Giocatore del Casale dello scudetto
2) CASALE MONFERRATO

Maglia completamente nera con una stella bianca sul cuore. Così i ragazzi del Casale scesero per la prima volta in campo nel 1909 decisi a scalzare i blasonati rivali della Pro Vercelli dal podio di migliore squadra piemontese. La prima partecipazione alla massima divisione risale alla stagione 1911-12 e solo due anni dopo arriverà il titolo di campione di Italia dopo una straordinaria cavalcata conclusasi con la doppia vittoria nella finalissima ai danni della Lazio (7-1; 2-0).

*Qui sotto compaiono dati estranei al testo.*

impl KernelSpec {
    /// Formula revision folded into the cache fingerprint. Bumping a variant's
    /// revision invalidates every cached artifact produced by that kernel.
    pub fn revision(&self) -> u16 {
        match self {
            KernelSpec::HabitatNesting { .. } => 1,
            KernelSpec::MultiplyScalar { .. } => 1,
            KernelSpec::SumIgnoringNodata => 1,
            KernelSpec::PollinatorSupply { .. } => 1,
            KernelSpec::PollinatorAbundance => 1,
            KernelSpec::OnFarmAbundance => 1,
            KernelSpec::TotalYield => 1,
            KernelSpec::WildYield => 1,
            KernelSpec::Degradation { .. } => 1,
            KernelSpec::HabitatQuality { .. } => 1,
            KernelSpec::SuitabilityRange { .. } => 1,
            KernelSpec::GeometricMean => 1,
            KernelSpec::Threshold { .. } => 1,
        }
    }

    /// How many input bands the kernel requires, if fixed.
    pub fn arity(&self) -> Option<usize> {
        match self {
            KernelSpec::HabitatNesting {
                substrate_suitability,
            } => Some(substrate_suitability.len()),
            KernelSpec::MultiplyScalar { .. } => Some(1),
            KernelSpec::SumIgnoringNodata => None,
            KernelSpec::PollinatorSupply { .. } => Some(2),
            KernelSpec::PollinatorAbundance => Some(3),
            KernelSpec::OnFarmAbundance => Some(2),
            KernelSpec::TotalYield => Some(2),
            KernelSpec::WildYield => Some(2),
            KernelSpec::Degradation { weights } => Some(weights.len() * 2 + 1),
            KernelSpec::HabitatQuality { .. } => Some(2),
            KernelSpec::SuitabilityRange { .. } => Some(1),
            KernelSpec::GeometricMean => None,
            KernelSpec::Threshold { .. } => Some(1),
        }
    }

    /// Apply the kernel to equal-shaped input bands. Panics on shape or arity
    /// mismatch; callers validate shapes before dispatch.
    pub fn apply(&self, bands: &[ArrayView2<f32>], nodata: f32) -> Array2<f32> {
        assert!(!bands.is_empty(), "kernel applied to empty band list");
        if let Some(arity) = self.arity() {
            assert_eq!(bands.len(), arity, "kernel arity mismatch");
        }
        let shape = bands[0].dim();
        for band in bands {
            assert_eq!(band.dim(), shape, "kernel band shape mismatch");
        }

        match self {
            KernelSpec::HabitatNesting {
                substrate_suitability,
            } => Array2::from_shape_fn(shape, |idx| {
                if bands[0][idx] == nodata {
                    return nodata;
                }
                bands
                    .iter()
                    .zip(substrate_suitability)
                    .map(|(band, &ns)| band[idx] * ns as f32)
                    .fold(f32::MIN, f32::max)
            }),

            KernelSpec::MultiplyScalar { scalar } => bands[0].mapv(|v| {
                if v == nodata {
                    nodata
                } else {
                    v * *scalar as f32
                }
            }),

            KernelSpec::SumIgnoringNodata => Array2::from_shape_fn(shape, |idx| {
                let mut acc = 0.0;
                let mut any_valid = false;
                for band in bands {
                    let v = band[idx];
                    if v != nodata {
                        acc += v;
                        any_valid = true;
                    }
                }
                if any_valid { acc } else { nodata }
            }),

            KernelSpec::PollinatorSupply { species_abundance } => {
                let (hn, fr) = (&bands[0], &bands[1]);
                Array2::from_shape_fn(shape, |idx| {
                    if fr[idx] == nodata || hn[idx] == nodata {
                        nodata
                    } else {
                        fr[idx] * hn[idx] * *species_abundance as f32
                    }
                })
            }

            KernelSpec::PollinatorAbundance => {
                let (foraged, fr, conv_ps) = (&bands[0], &bands[1], &bands[2]);
                Array2::from_shape_fn(shape, |idx| {
                    if foraged[idx] == nodata {
                        nodata
                    } else if fr[idx] == 0.0 {
                        0.0
                    } else {
                        foraged[idx] / fr[idx] * conv_ps[idx]
                    }
                })
            }

            KernelSpec::OnFarmAbundance => {
                let (h, pat) = (&bands[0], &bands[1]);
                Array2::from_shape_fn(shape, |idx| {
                    if h[idx] == nodata || pat[idx] == nodata {
                        nodata
                    } else {
                        let (h, pat) = (h[idx], pat[idx]);
                        let fp = (pat * (1.0 - h)) / (h * (1.0 - 2.0 * pat) + pat);
                        fp.clamp(0.0, 1.0)
                    }
                })
            }

            KernelSpec::TotalYield => {
                let (mp, fp) = (&bands[0], &bands[1]);
                Array2::from_shape_fn(shape, |idx| {
                    if mp[idx] == nodata || fp[idx] == nodata {
                        nodata
                    } else {
                        (mp[idx] + fp[idx]).min(1.0)
                    }
                })
            }

            KernelSpec::WildYield => {
                let (mp, pyt) = (&bands[0], &bands[1]);
                Array2::from_shape_fn(shape, |idx| {
                    if mp[idx] == nodata || pyt[idx] == nodata {
                        nodata
                    } else {
                        (pyt[idx] - mp[idx]).max(0.0)
                    }
                })
            }

            KernelSpec::Degradation { weights } => {
                let access = &bands[bands.len() - 1];
                Array2::from_shape_fn(shape, |idx| {
                    if bands.iter().any(|band| band[idx] == nodata) {
                        return nodata;
                    }
                    let total: f64 = weights
                        .iter()
                        .enumerate()
                        .map(|(i, &w)| {
                            bands[2 * i][idx] as f64 * bands[2 * i + 1][idx] as f64 * w
                        })
                        .sum();
                    (total * access[idx] as f64) as f32
                })
            }

            KernelSpec::HabitatQuality { half_saturation } => {
                let ksq = half_saturation.powf(DEGRADATION_SCALE);
                let (deg, habitat) = (&bands[0], &bands[1]);
                Array2::from_shape_fn(shape, |idx| {
                    if deg[idx] == nodata || habitat[idx] == nodata {
                        nodata
                    } else {
                        let d = (deg[idx].max(0.0) as f64).powf(DEGRADATION_SCALE);
                        (habitat[idx] as f64 * (1.0 - d / (d + ksq))) as f32
                    }
                })
            }

            KernelSpec::SuitabilityRange { range } => {
                let [t0, o0, o1, t1] = range.map(|v| v as f32);
                bands[0].mapv(|v| {
                    if v == nodata {
                        nodata
                    } else if v <= t0 || v >= t1 {
                        0.0
                    } else if v >= o0 && v <= o1 {
                        1.0
                    } else if v < o0 {
                        (v - t0) / (o0 - t0)
                    } else {
                        (t1 - v) / (t1 - o1)
                    }
                })
            }

            KernelSpec::GeometricMean => {
                let n = bands.len() as f32;
                Array2::from_shape_fn(shape, |idx| {
                    let mut product = 1.0f64;
                    for band in bands {
                        let v = band[idx];
                        if v == nodata || v < 0.0 {
                            return nodata;
                        }
                        product *= v as f64;
                    }
                    product.powf(1.0 / n as f64) as f32
                })
            }

            KernelSpec::Threshold { limit } => {
                let limit = *limit as f32;
                bands[0].mapv(|v| {
                    if v == nodata {
                        nodata
                    } else if v >= limit {
                        1.0
                    } else {
                        0.0
                    }
                })
            }
        }
    }
}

Al Casale anche il prestigioso record di essere stata la prima squadra italiana ad aver battuto un club professionistico inglese quando, nel 1913, il Reading disputò un tour di amichevoli in Italia, battendo tutte le squadre incontrate, tra cui la Nazionale maggiore, eccetto il Casale che si impose per 2-1.

1) NOVI LIGURE

Non solo la cittadina più piccola ad aver mai raggiunto la Serie A, ma anche la più piccola ad averla vinta. La storia della Novese si iscrive di diritto tra le pagine più entusiasmanti del calcio italiano. Raggiunta la massima categoria nel 1921, la Novese fu a capo del gruppo degli oppositori del progetto Pozzo, che mirava a ridurre a 24 il numero delle squadre dell’allora Prima Divisione, relegando le restanti nella categoria inferiore. Uno scontro che diventò insanabile, quando i firmatari del progetto si scissero dalla FIGC fondando un’altra federazione. Ciò favorì sicuramente la stagione della Novese nel campionato “senza big” organizzato dalla FIGC e la compagine di Novi Ligure riuscì addirittura nell’impresa di laurearsi campione di Italia da neopromossa dopo lo spareggio della finale vinto per 1-0 a Cremona ai danni della Sampierdarenese. La stagione successiva, quando la FIGC tornò ad inglobare anche i maggiori club, la Novese ottenne una precaria salvezza, che divenne retrocessione la stagione successiva.